Sequence-targeted cleavage of single- and double-stranded DNA by oligothymidylates covalently linked to 1,10-phenanthroline.

The nuclease activity of 1,10-phenanthroline copper ion was targeted to a specific sequence by attachment of the ligand to the 5' or 3' end of octathymidylates. An acridine derivative was also attached to the other end of the oligothymidylate-phenanthroline conjugate. The duplex formed by the oligothymidylate with its complementary sequence was stabilized by intercalation of the acridine derivative.

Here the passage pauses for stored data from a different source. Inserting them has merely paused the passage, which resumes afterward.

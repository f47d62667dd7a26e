//! Blake2b hashing, used to bind input proofs to their context.

use blake2::digest::consts::U32;
use blake2::{Blake2b, Digest};

type Blake2b256 = Blake2b<U32>;

/// Compute a 256-bit Blake2b hash of arbitrary data.
pub fn blake2b_256(data: &[u8]) -> [u8; 32] {
    let mut hasher = Blake2b256::new();
    hasher.update(data);
    let result = hasher.finalize();
    let mut output = [0u8; 32];
    output.copy_from_slice(&result);
    output
}

/// Hash multiple byte slices in sequence (avoids concatenation allocation).
pub fn blake2b_256_multi(parts: &[&[u8]]) -> [u8; 32] {
    let mut hasher = Blake2b256::new();
    for part in parts {
        hasher.update(part);
    }
    let result = hasher.finalize();
    let mut output = [0u8; 32];
    output.copy_from_slice(&result);
    output
}
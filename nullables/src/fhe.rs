//! Plaintext-passthrough FHE capability for testing.
//!
//! Ciphertexts carry their plaintext in the clear, so tests can assert on
//! accumulator contents, while the engine still sees nothing but opaque
//! [`Ciphertext`] handles. Input proofs are the context binding digest, so a
//! proof made for one voter or voting fails for any other.

use hush_crypto::{
    Ciphertext, DecryptionFulfillment, DecryptionOracle, DecryptionRequestId, EncryptedBool,
    FheBackend, FheError, InputProof, InputVerifier, ProofContext,
};
use std::sync::atomic::{AtomicBool, AtomicU64, Ordering};
use std::sync::Mutex;

const UINT_TAG: u8 = 0x75;
const BOOL_TAG: u8 = 0x62;
const ENCODED_LEN: usize = 9;

fn encode(tag: u8, value: u64) -> Ciphertext {
    let mut bytes = Vec::with_capacity(ENCODED_LEN);
    bytes.push(tag);
    bytes.extend_from_slice(&value.to_be_bytes());
    Ciphertext::new(bytes)
}

fn decode(ct: &Ciphertext, tag: u8) -> Result<u64, FheError> {
    let bytes = ct.as_bytes();
    if bytes.len() != ENCODED_LEN {
        return Err(FheError::MalformedCiphertext(format!(
            "expected {} bytes, got {}",
            ENCODED_LEN,
            bytes.len()
        )));
    }
    if bytes[0] != tag {
        return Err(FheError::TypeMismatch {
            expected: if tag == BOOL_TAG { "ebool" } else { "euint" },
        });
    }
    let mut value = [0u8; 8];
    value.copy_from_slice(&bytes[1..]);
    Ok(u64::from_be_bytes(value))
}

/// A fake coprocessor that performs every operation on plaintexts.
pub struct PlainFhe {
    next_request: AtomicU64,
    requests: Mutex<Vec<(DecryptionRequestId, Vec<Ciphertext>)>>,
    oracle_down: AtomicBool,
}

impl PlainFhe {
    pub fn new() -> Self {
        Self {
            next_request: AtomicU64::new(1),
            requests: Mutex::new(Vec::new()),
            oracle_down: AtomicBool::new(false),
        }
    }

    /// Encrypt a value the way a client would.
    pub fn encrypt(&self, value: u64) -> Ciphertext {
        encode(UINT_TAG, value)
    }

    /// Encrypt a ballot's values and produce the matching input proof.
    pub fn encrypt_input(
        &self,
        values: &[u64],
        context: &ProofContext,
    ) -> (Vec<Ciphertext>, InputProof) {
        let ciphertexts: Vec<Ciphertext> = values.iter().map(|v| self.encrypt(*v)).collect();
        let proof = InputProof::new(context.binding_digest(&ciphertexts).to_vec());
        (ciphertexts, proof)
    }

    /// Read the plaintext behind a ciphertext.
    pub fn decrypt(&self, ct: &Ciphertext) -> Result<u64, FheError> {
        decode(ct, UINT_TAG)
    }

    /// Every decryption request issued so far, oldest first.
    pub fn requests(&self) -> Vec<(DecryptionRequestId, Vec<Ciphertext>)> {
        self.requests.lock().unwrap().clone()
    }

    /// The most recently issued request id.
    pub fn last_request(&self) -> Option<DecryptionRequestId> {
        self.requests.lock().unwrap().last().map(|(id, _)| *id)
    }

    /// The callback the coprocessor would deliver for `request_id`.
    pub fn fulfillment_for(
        &self,
        request_id: DecryptionRequestId,
    ) -> Result<Option<DecryptionFulfillment>, FheError> {
        let requests = self.requests.lock().unwrap();
        let Some((_, values)) = requests.iter().find(|(id, _)| *id == request_id) else {
            return Ok(None);
        };
        let plaintexts = values
            .iter()
            .map(|ct| decode(ct, UINT_TAG))
            .collect::<Result<Vec<_>, _>>()?;
        Ok(Some(DecryptionFulfillment {
            request_id,
            plaintexts,
        }))
    }

    /// Make subsequent decryption requests fail, as if the relayer were down.
    pub fn set_oracle_available(&self, available: bool) {
        self.oracle_down.store(!available, Ordering::SeqCst);
    }
}

impl Default for PlainFhe {
    fn default() -> Self {
        Self::new()
    }
}

impl FheBackend for PlainFhe {
    fn encrypt_scalar(&self, value: u64) -> Result<Ciphertext, FheError> {
        Ok(encode(UINT_TAG, value))
    }

    fn eq_scalar(&self, lhs: &Ciphertext, rhs: u64) -> Result<EncryptedBool, FheError> {
        let value = decode(lhs, UINT_TAG)?;
        Ok(EncryptedBool::new(encode(BOOL_TAG, u64::from(value == rhs))))
    }

    fn select(
        &self,
        cond: &EncryptedBool,
        if_true: &Ciphertext,
        if_false: &Ciphertext,
    ) -> Result<Ciphertext, FheError> {
        let flag = decode(cond.as_ciphertext(), BOOL_TAG)?;
        decode(if_true, UINT_TAG)?;
        decode(if_false, UINT_TAG)?;
        Ok(if flag != 0 {
            if_true.clone()
        } else {
            if_false.clone()
        })
    }

    fn add(&self, lhs: &Ciphertext, rhs: &Ciphertext) -> Result<Ciphertext, FheError> {
        let sum = decode(lhs, UINT_TAG)?
            .checked_add(decode(rhs, UINT_TAG)?)
            .ok_or(FheError::Overflow)?;
        Ok(encode(UINT_TAG, sum))
    }
}

impl InputVerifier for PlainFhe {
    fn verify(
        &self,
        ciphertexts: &[Ciphertext],
        proof: &InputProof,
        context: &ProofContext,
    ) -> bool {
        proof.as_bytes() == context.binding_digest(ciphertexts)
    }
}

impl DecryptionOracle for PlainFhe {
    fn request_public_decryption(
        &self,
        values: &[Ciphertext],
    ) -> Result<DecryptionRequestId, FheError> {
        if self.oracle_down.load(Ordering::SeqCst) {
            return Err(FheError::OracleUnavailable("relayer offline".to_string()));
        }
        let id = DecryptionRequestId::new(self.next_request.fetch_add(1, Ordering::SeqCst));
        self.requests.lock().unwrap().push((id, values.to_vec()));
        Ok(id)
    }
}

#[cfg(test)]
mod tests {
    use super::*;
    use hush_types::{VoterAddress, VotingId};

    #[test]
    fn select_add_accumulates() {
        let fhe = PlainFhe::new();
        let choice = fhe.encrypt(2);
        let one = fhe.encrypt_scalar(1).unwrap();
        let zero = fhe.encrypt_zero().unwrap();

        let mut acc = fhe.encrypt_zero().unwrap();
        for option in 0..3 {
            let hit = fhe.eq_scalar(&choice, option).unwrap();
            let inc = fhe.select(&hit, &one, &zero).unwrap();
            acc = fhe.add(&acc, &inc).unwrap();
        }
        assert_eq!(fhe.decrypt(&acc).unwrap(), 1);
    }

    #[test]
    fn bool_is_not_a_uint() {
        let fhe = PlainFhe::new();
        let flag = fhe.eq_scalar(&fhe.encrypt(1), 1).unwrap();
        assert!(matches!(
            fhe.add(flag.as_ciphertext(), &fhe.encrypt(1)),
            Err(FheError::TypeMismatch { .. })
        ));
    }

    #[test]
    fn proof_is_bound_to_context() {
        let fhe = PlainFhe::new();
        let ctx = ProofContext::new(VotingId::new(0), VoterAddress::from_bytes([1; 20]));
        let other = ProofContext::new(VotingId::new(0), VoterAddress::from_bytes([2; 20]));
        let (cts, proof) = fhe.encrypt_input(&[1], &ctx);
        assert!(fhe.verify(&cts, &proof, &ctx));
        assert!(!fhe.verify(&cts, &proof, &other));
    }

    #[test]
    fn decryption_requests_are_recorded() {
        let fhe = PlainFhe::new();
        let id = fhe
            .request_public_decryption(&[fhe.encrypt(4), fhe.encrypt(9)])
            .unwrap();
        let fulfillment = fhe.fulfillment_for(id).unwrap().unwrap();
        assert_eq!(fulfillment.plaintexts, vec![4, 9]);

        fhe.set_oracle_available(false);
        assert!(fhe.request_public_decryption(&[]).is_err());
    }
}
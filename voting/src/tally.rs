//! Tally coordination: the time-derived lifecycle and the public-decryption
//! handshake.
//!
//! Status is never stored. It is a pure function of the configured window,
//! the current time and the sticky "revealed" state, so it can only move
//! forward as the clock advances.

use crate::error::VotingError;
use crate::voting::{DecryptionState, Voting};
use hush_crypto::DecryptionRequestId;
use hush_types::{ProtocolLimits, Timestamp, VoterAddress, VotingStatus};

/// Result of delivering a decryption callback.
#[derive(Clone, Debug, PartialEq, Eq)]
pub enum FulfillOutcome {
    /// Results were written and the voting is now tallied.
    Tallied(Vec<u64>),
    /// The voting was already tallied; the callback changed nothing.
    AlreadyTallied,
}

/// What the watchdog should do with a voting.
#[derive(Clone, Copy, Debug, PartialEq, Eq)]
pub enum ReissueDecision {
    NotDue,
    Reissue { attempt: u32 },
    Exhausted { attempts: u32 },
}

pub struct TallyCoordinator;

impl TallyCoordinator {
    pub fn status(&self, voting: &Voting, now: Timestamp) -> VotingStatus {
        if voting.is_tallied() {
            VotingStatus::Tallied
        } else if now < voting.config.start_time {
            VotingStatus::NotStarted
        } else if now <= voting.config.end_time {
            VotingStatus::Active
        } else {
            VotingStatus::Ended
        }
    }

    /// Guard for a decryption request: creator, nothing in flight, ended.
    ///
    /// A stalled request counts as nothing in flight, so the creator can
    /// renew it.
    pub fn check_request(
        &self,
        voting: &Voting,
        caller: &VoterAddress,
        now: Timestamp,
    ) -> Result<(), VotingError> {
        if *caller != voting.creator {
            return Err(VotingError::NotVotingCreator);
        }
        match voting.decryption {
            DecryptionState::NotRequested | DecryptionState::Pending { stalled: true, .. } => {}
            _ => return Err(VotingError::AlreadyDecrypted),
        }
        if self.status(voting, now) != VotingStatus::Ended {
            return Err(VotingError::VotingNotEnded);
        }
        Ok(())
    }

    /// Record an issued, re-issued or renewed request.
    ///
    /// Earlier ids stay valid. Renewing a stalled request starts a fresh
    /// round of attempts.
    pub fn record_request(
        &self,
        voting: &mut Voting,
        request_id: DecryptionRequestId,
        now: Timestamp,
    ) {
        match &mut voting.decryption {
            DecryptionState::Pending {
                request_ids,
                requested_at,
                attempts,
                stalled,
            } => {
                request_ids.push(request_id);
                *requested_at = now;
                if *stalled {
                    *attempts = 1;
                    *stalled = false;
                } else {
                    *attempts += 1;
                }
            }
            _ => {
                voting.decryption = DecryptionState::Pending {
                    request_ids: vec![request_id],
                    requested_at: now,
                    attempts: 1,
                    stalled: false,
                };
            }
        }
    }

    /// Apply a decryption callback. Only the first fulfilment takes effect.
    pub fn fulfill(
        &self,
        voting: &mut Voting,
        request_id: DecryptionRequestId,
        plaintexts: Vec<u64>,
        now: Timestamp,
    ) -> Result<FulfillOutcome, VotingError> {
        match &voting.decryption {
            DecryptionState::Revealed { .. } => return Ok(FulfillOutcome::AlreadyTallied),
            DecryptionState::Pending { request_ids, .. } if request_ids.contains(&request_id) => {}
            _ => return Err(VotingError::UnknownDecryptionRequest(request_id)),
        }

        if plaintexts.len() != voting.option_count() {
            return Err(VotingError::DecryptionLengthMismatch {
                expected: voting.option_count(),
                got: plaintexts.len(),
            });
        }

        voting.decryption = DecryptionState::Revealed {
            results: plaintexts.clone(),
            revealed_at: now,
        };
        Ok(FulfillOutcome::Tallied(plaintexts))
    }

    /// Decide whether a pending decryption should be requested again.
    ///
    /// `Exhausted` is reported once; [`mark_stalled`](Self::mark_stalled)
    /// then takes the voting out of the watchdog's hands.
    pub fn reissue_decision(
        &self,
        voting: &Voting,
        now: Timestamp,
        limits: &ProtocolLimits,
    ) -> ReissueDecision {
        match &voting.decryption {
            DecryptionState::Pending {
                requested_at,
                attempts,
                stalled: false,
                ..
            } if requested_at.has_expired(limits.decryption_timeout_secs, now) => {
                if *attempts >= limits.max_decryption_attempts {
                    ReissueDecision::Exhausted {
                        attempts: *attempts,
                    }
                } else {
                    ReissueDecision::Reissue {
                        attempt: attempts + 1,
                    }
                }
            }
            _ => ReissueDecision::NotDue,
        }
    }

    pub fn mark_stalled(&self, voting: &mut Voting) {
        if let DecryptionState::Pending { stalled, .. } = &mut voting.decryption {
            *stalled = true;
        }
    }

    pub fn results<'a>(&self, voting: &'a Voting) -> Result<&'a [u64], VotingError> {
        voting.results().ok_or(VotingError::ResultsNotAvailable)
    }
}

#[cfg(test)]
mod tests {
    use super::*;
    use crate::config::VotingConfig;
    use hush_types::{VotingId, VotingType};

    fn creator() -> VoterAddress {
        VoterAddress::from_bytes([9; 20])
    }

    fn test_voting() -> Voting {
        Voting {
            id: VotingId::new(0),
            config: VotingConfig {
                name: "t".into(),
                description: String::new(),
                voting_type: VotingType::SingleChoice,
                start_time: Timestamp::new(100),
                end_time: Timestamp::new(3_700),
                quorum: 0,
                whitelist_enabled: false,
                max_voters: 10,
            },
            options: vec![Default::default(); 2],
            accumulators: Vec::new(),
            total_voters: 0,
            creator: creator(),
            created_at: Timestamp::new(0),
            default_credits: 100,
            decryption: DecryptionState::NotRequested,
        }
    }

    #[test]
    fn status_follows_clock() {
        let tally = TallyCoordinator;
        let voting = test_voting();
        assert_eq!(tally.status(&voting, Timestamp::new(99)), VotingStatus::NotStarted);
        assert_eq!(tally.status(&voting, Timestamp::new(100)), VotingStatus::Active);
        assert_eq!(tally.status(&voting, Timestamp::new(3_700)), VotingStatus::Active);
        assert_eq!(tally.status(&voting, Timestamp::new(3_701)), VotingStatus::Ended);
    }

    #[test]
    fn request_guards() {
        let tally = TallyCoordinator;
        let mut voting = test_voting();
        let stranger = VoterAddress::from_bytes([1; 20]);
        let ended = Timestamp::new(4_000);

        assert!(matches!(
            tally.check_request(&voting, &stranger, ended),
            Err(VotingError::NotVotingCreator)
        ));
        assert!(matches!(
            tally.check_request(&voting, &creator(), Timestamp::new(200)),
            Err(VotingError::VotingNotEnded)
        ));
        assert!(tally.check_request(&voting, &creator(), ended).is_ok());

        tally.record_request(&mut voting, DecryptionRequestId::new(1), ended);
        assert_eq!(tally.status(&voting, ended), VotingStatus::Ended);
        assert!(matches!(
            tally.check_request(&voting, &creator(), ended),
            Err(VotingError::AlreadyDecrypted)
        ));
    }

    #[test]
    fn first_fulfilment_wins() {
        let tally = TallyCoordinator;
        let mut voting = test_voting();
        let now = Timestamp::new(4_000);
        tally.record_request(&mut voting, DecryptionRequestId::new(1), now);
        tally.record_request(&mut voting, DecryptionRequestId::new(2), now);

        assert!(matches!(
            tally.fulfill(&mut voting, DecryptionRequestId::new(3), vec![1, 2], now),
            Err(VotingError::UnknownDecryptionRequest(_))
        ));
        assert!(matches!(
            tally.fulfill(&mut voting, DecryptionRequestId::new(2), vec![1], now),
            Err(VotingError::DecryptionLengthMismatch { expected: 2, got: 1 })
        ));
        assert_eq!(
            tally
                .fulfill(&mut voting, DecryptionRequestId::new(2), vec![4, 1], now)
                .unwrap(),
            FulfillOutcome::Tallied(vec![4, 1])
        );
        assert_eq!(
            tally
                .fulfill(&mut voting, DecryptionRequestId::new(1), vec![0, 0], now)
                .unwrap(),
            FulfillOutcome::AlreadyTallied
        );
        assert_eq!(tally.results(&voting).unwrap(), &[4, 1]);
        assert_eq!(tally.status(&voting, now), VotingStatus::Tallied);
    }

    #[test]
    fn reissue_respects_timeout_and_attempts() {
        let tally = TallyCoordinator;
        let limits = ProtocolLimits {
            decryption_timeout_secs: 60,
            max_decryption_attempts: 2,
            ..ProtocolLimits::default()
        };
        let mut voting = test_voting();
        let t0 = Timestamp::new(4_000);
        assert_eq!(tally.reissue_decision(&voting, t0, &limits), ReissueDecision::NotDue);

        tally.record_request(&mut voting, DecryptionRequestId::new(1), t0);
        assert_eq!(
            tally.reissue_decision(&voting, t0.plus_secs(59), &limits),
            ReissueDecision::NotDue
        );
        assert_eq!(
            tally.reissue_decision(&voting, t0.plus_secs(60), &limits),
            ReissueDecision::Reissue { attempt: 2 }
        );

        tally.record_request(&mut voting, DecryptionRequestId::new(2), t0.plus_secs(60));
        assert_eq!(
            tally.reissue_decision(&voting, t0.plus_secs(120), &limits),
            ReissueDecision::Exhausted { attempts: 2 }
        );

        tally.mark_stalled(&mut voting);
        assert!(voting.is_stalled());
        assert_eq!(
            tally.reissue_decision(&voting, t0.plus_secs(600), &limits),
            ReissueDecision::NotDue
        );
    }

    #[test]
    fn stalled_request_can_be_renewed_by_creator() {
        let tally = TallyCoordinator;
        let limits = ProtocolLimits {
            decryption_timeout_secs: 60,
            max_decryption_attempts: 1,
            ..ProtocolLimits::default()
        };
        let mut voting = test_voting();
        let t0 = Timestamp::new(4_000);
        tally.record_request(&mut voting, DecryptionRequestId::new(1), t0);
        assert!(matches!(
            tally.check_request(&voting, &creator(), t0),
            Err(VotingError::AlreadyDecrypted)
        ));

        tally.mark_stalled(&mut voting);
        assert!(matches!(
            tally.check_request(&voting, &VoterAddress::from_bytes([1; 20]), t0),
            Err(VotingError::NotVotingCreator)
        ));
        assert!(tally.check_request(&voting, &creator(), t0).is_ok());

        let renewed_at = t0.plus_secs(120);
        tally.record_request(&mut voting, DecryptionRequestId::new(2), renewed_at);
        assert!(!voting.is_stalled());
        match &voting.decryption {
            DecryptionState::Pending {
                request_ids,
                attempts,
                ..
            } => {
                assert_eq!(request_ids.len(), 2);
                assert_eq!(*attempts, 1);
            }
            other => panic!("unexpected state {other:?}"),
        }
        assert_eq!(
            tally.reissue_decision(&voting, renewed_at.plus_secs(60), &limits),
            ReissueDecision::Exhausted { attempts: 1 }
        );

        // The first request still reveals.
        assert!(matches!(
            tally.fulfill(&mut voting, DecryptionRequestId::new(1), vec![3, 0], renewed_at),
            Ok(FulfillOutcome::Tallied(_))
        ));
    }
}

The reaction induced by 3-mercaptopropionic acid led to a very localized cleavage of a 27-nucleotide-long DNA fragment containing a (dA)8 sequence. At high NaCl concentration or in the presence of spermine, cleavage of the single-stranded 27-mer fragment occurred on both sides of the target sequence. This was ascribed to the formation of a triple helix involving two 1,10-phenanthroline-octathymidylate strands that adopt an antiparallel orientation with respect to each other. When a 27-mer duplex was used as a substrate, cleavage sites were observed on both strands. The location of the cleavage sites led us to conclude that the octathymidylate was bound to the (dA)8.(dT)8 sequence in a parallel orientation with respect to the (dA)8-containing strand. This result reflects the ability of thymine to form two hydrogen bonds with an adenine already engaged in a Watson-Crick base pair. This study shows that it is possible to design DNA-binding oligodeoxynucleotides that could selectively recognize and cleave polypurine-polypyrimidine sequences in double-stranded DNA.